Only part of the listing is needed, namely the lines from its start through the line with "single-threaded access; concurrent", and they should be retyped exactly.

'''

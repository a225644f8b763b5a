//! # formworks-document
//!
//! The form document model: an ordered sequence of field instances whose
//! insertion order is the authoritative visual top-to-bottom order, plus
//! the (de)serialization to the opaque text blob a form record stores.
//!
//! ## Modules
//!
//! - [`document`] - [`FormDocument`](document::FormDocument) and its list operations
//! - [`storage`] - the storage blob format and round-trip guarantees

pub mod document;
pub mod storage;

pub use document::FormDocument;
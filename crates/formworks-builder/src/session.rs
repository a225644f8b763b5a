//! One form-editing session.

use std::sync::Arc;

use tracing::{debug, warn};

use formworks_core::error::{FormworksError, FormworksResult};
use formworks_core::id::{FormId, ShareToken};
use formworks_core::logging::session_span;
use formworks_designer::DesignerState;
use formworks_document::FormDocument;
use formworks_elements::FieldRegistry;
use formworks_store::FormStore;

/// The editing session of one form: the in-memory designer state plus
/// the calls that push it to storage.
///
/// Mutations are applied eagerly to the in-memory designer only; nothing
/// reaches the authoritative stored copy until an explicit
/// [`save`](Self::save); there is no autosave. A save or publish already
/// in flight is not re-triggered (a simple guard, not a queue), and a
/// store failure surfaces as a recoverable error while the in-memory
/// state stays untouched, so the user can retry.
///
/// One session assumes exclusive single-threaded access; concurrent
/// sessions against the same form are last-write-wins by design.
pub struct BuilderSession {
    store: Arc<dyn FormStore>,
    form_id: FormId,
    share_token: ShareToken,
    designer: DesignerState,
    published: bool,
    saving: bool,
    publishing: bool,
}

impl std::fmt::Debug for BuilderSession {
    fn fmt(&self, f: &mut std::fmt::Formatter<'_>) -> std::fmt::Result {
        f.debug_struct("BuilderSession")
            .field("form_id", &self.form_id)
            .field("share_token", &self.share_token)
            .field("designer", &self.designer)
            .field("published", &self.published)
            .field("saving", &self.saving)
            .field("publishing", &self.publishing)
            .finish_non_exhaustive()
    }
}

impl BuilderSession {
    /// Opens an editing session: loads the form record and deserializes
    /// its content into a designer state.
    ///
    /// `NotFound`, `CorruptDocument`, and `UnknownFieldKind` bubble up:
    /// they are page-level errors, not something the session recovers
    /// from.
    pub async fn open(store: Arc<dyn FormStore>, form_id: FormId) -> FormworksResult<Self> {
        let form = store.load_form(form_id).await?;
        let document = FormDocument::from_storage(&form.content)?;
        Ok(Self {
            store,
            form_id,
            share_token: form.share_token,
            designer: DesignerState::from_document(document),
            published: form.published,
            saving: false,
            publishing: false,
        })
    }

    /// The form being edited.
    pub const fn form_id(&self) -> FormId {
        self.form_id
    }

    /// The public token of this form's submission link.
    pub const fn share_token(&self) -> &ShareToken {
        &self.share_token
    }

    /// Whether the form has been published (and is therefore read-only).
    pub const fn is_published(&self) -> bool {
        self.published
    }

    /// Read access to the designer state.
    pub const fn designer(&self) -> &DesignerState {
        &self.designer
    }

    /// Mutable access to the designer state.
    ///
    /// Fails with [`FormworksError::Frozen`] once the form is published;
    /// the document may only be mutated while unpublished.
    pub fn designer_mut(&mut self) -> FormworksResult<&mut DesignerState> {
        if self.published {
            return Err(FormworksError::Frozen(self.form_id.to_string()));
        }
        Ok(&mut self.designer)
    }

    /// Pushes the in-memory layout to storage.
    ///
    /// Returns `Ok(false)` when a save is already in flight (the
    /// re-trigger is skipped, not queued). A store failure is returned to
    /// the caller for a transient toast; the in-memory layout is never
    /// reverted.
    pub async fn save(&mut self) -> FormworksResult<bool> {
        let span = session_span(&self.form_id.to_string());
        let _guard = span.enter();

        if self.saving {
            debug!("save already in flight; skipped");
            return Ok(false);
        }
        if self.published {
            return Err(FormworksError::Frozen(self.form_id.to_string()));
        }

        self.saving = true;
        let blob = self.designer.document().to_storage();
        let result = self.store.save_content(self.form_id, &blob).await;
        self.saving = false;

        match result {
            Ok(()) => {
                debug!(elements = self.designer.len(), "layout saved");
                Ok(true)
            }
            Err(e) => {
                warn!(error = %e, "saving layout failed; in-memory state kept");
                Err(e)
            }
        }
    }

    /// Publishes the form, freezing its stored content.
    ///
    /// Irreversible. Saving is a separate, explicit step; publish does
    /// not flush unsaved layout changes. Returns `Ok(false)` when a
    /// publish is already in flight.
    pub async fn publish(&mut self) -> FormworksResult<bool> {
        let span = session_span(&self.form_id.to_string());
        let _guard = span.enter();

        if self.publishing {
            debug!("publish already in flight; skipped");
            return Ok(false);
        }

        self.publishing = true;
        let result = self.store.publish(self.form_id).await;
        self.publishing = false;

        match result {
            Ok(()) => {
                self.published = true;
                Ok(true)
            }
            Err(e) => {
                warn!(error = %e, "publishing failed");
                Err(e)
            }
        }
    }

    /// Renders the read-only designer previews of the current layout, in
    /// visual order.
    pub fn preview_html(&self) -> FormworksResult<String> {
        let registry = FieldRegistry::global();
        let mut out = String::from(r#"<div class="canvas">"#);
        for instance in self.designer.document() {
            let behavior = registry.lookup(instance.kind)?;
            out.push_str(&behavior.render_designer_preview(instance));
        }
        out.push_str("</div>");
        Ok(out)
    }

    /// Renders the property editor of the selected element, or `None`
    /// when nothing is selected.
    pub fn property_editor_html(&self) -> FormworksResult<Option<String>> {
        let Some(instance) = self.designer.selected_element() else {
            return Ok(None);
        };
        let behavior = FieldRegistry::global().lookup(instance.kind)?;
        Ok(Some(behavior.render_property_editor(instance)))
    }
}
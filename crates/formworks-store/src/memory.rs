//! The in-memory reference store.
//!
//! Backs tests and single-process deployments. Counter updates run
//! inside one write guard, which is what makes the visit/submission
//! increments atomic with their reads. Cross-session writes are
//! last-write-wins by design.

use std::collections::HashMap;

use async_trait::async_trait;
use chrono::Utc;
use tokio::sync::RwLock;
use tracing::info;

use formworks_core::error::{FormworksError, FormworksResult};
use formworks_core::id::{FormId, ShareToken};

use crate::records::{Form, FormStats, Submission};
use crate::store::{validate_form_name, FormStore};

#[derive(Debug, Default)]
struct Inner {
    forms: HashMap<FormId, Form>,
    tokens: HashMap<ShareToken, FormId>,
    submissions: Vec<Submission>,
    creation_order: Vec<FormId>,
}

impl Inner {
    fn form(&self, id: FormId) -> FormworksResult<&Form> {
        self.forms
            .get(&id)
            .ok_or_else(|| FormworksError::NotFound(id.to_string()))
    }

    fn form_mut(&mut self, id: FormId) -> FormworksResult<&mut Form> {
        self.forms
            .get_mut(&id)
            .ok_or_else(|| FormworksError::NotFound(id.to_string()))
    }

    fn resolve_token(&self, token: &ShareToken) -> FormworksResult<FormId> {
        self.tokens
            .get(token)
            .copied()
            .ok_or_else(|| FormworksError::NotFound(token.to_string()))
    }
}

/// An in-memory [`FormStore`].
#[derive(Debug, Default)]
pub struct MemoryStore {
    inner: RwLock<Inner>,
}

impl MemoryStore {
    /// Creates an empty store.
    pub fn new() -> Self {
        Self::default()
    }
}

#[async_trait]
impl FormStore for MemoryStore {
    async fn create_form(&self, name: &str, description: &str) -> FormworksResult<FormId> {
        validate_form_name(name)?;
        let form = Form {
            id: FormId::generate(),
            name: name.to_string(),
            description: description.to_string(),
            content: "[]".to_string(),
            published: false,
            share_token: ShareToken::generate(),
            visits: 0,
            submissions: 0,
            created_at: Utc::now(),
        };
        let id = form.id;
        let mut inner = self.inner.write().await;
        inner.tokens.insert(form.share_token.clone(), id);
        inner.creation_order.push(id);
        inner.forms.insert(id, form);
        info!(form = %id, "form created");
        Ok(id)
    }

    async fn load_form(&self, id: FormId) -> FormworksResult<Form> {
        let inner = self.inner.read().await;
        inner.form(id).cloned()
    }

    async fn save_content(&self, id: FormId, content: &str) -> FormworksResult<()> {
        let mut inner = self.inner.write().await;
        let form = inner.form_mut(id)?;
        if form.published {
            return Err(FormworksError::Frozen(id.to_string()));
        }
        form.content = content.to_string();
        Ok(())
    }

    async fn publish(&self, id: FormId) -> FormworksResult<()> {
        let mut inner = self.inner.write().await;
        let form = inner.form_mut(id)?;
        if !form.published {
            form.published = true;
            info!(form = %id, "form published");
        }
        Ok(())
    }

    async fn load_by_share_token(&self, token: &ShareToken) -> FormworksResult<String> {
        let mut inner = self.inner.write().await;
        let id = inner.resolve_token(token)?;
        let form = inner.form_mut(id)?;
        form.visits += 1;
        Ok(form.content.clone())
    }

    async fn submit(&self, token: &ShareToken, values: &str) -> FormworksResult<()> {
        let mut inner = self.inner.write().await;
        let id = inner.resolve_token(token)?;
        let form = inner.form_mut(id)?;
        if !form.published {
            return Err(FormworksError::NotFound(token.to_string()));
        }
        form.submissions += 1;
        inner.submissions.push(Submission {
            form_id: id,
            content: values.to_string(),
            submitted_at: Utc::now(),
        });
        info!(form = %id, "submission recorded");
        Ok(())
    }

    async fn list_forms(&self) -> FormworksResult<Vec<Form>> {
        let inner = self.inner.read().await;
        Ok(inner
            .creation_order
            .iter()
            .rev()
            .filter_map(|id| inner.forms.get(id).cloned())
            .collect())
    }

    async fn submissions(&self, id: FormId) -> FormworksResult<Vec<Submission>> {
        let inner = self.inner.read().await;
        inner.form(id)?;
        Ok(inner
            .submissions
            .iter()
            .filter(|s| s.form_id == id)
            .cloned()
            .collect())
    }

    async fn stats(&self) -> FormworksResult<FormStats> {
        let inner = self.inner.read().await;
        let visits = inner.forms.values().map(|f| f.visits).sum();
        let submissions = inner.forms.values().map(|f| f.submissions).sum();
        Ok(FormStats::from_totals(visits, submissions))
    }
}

'''

**Exercise solution**
repository a225644f8b763b5a
//! # formworks-document
//!
//! The form document model: an ordered sequence of field instances whose
//! insertion order is the authoritative visual top-to-bottom order, plus
//! the (de)serialization to the opaque text blob a form record stores.
//!
//! ## Modules
//!
//! - [`document`] - [`FormDocument`](document::FormDocument) and its list operations
//! - [`storage`] - the storage blob format and round-trip guarantees

pub mod document;
pub mod storage;

pub use document::FormDocument;
filename crates/formworks-builder/src/session.rs
repository a225644f8b763b5a
//! One form-editing session.

use std::sync::Arc;

use tracing::{debug, warn};

use formworks_core::error::{FormworksError, FormworksResult};
use formworks_core::id::{FormId, ShareToken};
use formworks_core::logging::session_span;
use formworks_designer::DesignerState;
use formworks_document::FormDocument;
use formworks_elements::FieldRegistry;
use formworks_store::FormStore;

/// The editing session of one form: the in-memory designer state plus
/// the calls that push it to storage.
///
/// Mutations are applied eagerly to the in-memory designer only; nothing
/// reaches the authoritative stored copy until an explicit
/// [`save`](Self::save); there is no autosave. A save or publish already
/// in flight is not re-triggered (a simple guard, not a queue), and a
/// store failure surfaces as a recoverable error while the in-memory
/// state stays untouched, so the user can retry.
///
/// One session assumes exclusive single-threaded access; concurrent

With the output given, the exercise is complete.